Identify each line below containing the string "bail" and copy it.

[Data extracted from a collection]
==============================

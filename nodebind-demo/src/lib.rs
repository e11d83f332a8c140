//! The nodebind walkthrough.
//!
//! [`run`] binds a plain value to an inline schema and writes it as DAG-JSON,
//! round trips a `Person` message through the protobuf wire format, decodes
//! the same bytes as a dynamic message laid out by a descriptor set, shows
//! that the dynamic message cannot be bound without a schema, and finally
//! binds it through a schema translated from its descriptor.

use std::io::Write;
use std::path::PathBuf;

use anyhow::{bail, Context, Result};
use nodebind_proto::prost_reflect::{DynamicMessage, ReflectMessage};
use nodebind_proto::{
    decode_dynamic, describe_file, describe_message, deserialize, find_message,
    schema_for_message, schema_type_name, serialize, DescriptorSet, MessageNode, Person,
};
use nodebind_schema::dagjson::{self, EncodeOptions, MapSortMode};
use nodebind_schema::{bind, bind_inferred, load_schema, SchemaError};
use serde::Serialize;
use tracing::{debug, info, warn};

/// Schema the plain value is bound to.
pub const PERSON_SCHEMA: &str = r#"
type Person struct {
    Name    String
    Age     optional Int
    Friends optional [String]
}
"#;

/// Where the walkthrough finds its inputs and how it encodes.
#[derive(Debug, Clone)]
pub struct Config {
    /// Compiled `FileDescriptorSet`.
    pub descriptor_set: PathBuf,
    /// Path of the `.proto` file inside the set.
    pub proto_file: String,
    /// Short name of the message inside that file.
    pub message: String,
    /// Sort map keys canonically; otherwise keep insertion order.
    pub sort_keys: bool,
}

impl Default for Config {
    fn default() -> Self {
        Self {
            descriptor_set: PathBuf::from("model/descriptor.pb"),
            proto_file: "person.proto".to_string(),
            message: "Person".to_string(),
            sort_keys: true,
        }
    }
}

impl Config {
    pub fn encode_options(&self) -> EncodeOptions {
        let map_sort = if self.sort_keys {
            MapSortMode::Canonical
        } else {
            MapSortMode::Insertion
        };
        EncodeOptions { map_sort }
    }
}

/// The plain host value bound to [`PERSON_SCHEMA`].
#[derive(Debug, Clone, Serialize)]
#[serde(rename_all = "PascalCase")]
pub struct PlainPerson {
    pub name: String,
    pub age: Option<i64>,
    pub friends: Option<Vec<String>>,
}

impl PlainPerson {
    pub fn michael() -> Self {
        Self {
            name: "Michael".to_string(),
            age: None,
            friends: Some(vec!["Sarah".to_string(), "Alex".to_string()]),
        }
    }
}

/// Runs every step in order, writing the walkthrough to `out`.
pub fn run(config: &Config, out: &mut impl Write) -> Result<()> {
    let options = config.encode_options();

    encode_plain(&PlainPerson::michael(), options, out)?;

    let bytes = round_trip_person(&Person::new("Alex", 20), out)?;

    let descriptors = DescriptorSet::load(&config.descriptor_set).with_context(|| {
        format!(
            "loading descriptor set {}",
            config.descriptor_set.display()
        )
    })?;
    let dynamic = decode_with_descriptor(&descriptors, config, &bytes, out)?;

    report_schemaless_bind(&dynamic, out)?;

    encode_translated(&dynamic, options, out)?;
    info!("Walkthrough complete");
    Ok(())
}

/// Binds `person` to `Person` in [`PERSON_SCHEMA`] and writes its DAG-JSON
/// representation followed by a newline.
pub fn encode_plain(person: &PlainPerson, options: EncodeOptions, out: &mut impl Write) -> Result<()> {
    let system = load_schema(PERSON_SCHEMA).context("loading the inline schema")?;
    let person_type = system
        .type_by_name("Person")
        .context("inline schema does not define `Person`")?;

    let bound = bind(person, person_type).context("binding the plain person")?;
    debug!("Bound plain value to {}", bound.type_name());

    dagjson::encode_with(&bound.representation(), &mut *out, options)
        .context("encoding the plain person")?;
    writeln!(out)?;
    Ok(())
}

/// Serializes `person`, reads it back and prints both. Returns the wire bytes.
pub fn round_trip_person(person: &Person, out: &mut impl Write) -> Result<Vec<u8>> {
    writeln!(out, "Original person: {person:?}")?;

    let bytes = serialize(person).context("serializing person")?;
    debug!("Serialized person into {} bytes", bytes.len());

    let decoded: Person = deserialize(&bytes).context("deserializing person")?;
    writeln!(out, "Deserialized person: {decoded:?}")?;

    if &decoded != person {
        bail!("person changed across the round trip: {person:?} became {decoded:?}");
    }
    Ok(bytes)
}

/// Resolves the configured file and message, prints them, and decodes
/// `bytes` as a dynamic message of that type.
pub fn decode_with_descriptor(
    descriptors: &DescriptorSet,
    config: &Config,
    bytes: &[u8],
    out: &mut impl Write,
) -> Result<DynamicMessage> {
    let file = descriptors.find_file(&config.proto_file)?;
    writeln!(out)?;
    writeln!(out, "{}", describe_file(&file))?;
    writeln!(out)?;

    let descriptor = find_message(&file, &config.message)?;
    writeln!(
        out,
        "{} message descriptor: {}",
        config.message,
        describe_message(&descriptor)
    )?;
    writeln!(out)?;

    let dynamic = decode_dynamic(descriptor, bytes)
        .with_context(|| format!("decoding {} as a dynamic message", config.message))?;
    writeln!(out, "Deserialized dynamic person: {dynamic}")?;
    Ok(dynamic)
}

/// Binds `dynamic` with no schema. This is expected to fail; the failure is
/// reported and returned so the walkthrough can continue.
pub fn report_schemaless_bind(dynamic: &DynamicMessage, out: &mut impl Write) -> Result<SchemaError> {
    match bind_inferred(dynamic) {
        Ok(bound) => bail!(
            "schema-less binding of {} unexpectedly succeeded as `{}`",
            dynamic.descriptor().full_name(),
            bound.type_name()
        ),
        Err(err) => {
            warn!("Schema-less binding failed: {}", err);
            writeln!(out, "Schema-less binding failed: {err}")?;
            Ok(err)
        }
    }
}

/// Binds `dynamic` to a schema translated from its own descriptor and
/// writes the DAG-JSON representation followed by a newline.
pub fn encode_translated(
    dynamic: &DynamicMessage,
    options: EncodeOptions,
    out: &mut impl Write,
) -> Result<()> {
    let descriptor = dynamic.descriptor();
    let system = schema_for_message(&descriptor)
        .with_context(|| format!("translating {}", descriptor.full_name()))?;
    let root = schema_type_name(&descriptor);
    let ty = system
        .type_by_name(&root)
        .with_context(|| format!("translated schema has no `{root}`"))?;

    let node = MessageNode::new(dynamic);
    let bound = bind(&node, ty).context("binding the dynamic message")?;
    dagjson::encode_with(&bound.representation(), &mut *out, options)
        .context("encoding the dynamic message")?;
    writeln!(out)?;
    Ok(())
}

==============================

> RESPONSE AREA:
use anyhow::{bail, Context, Result};
        bail!("person changed across the round trip: {person:?} became {decoded:?}");
        Ok(bound) => bail!(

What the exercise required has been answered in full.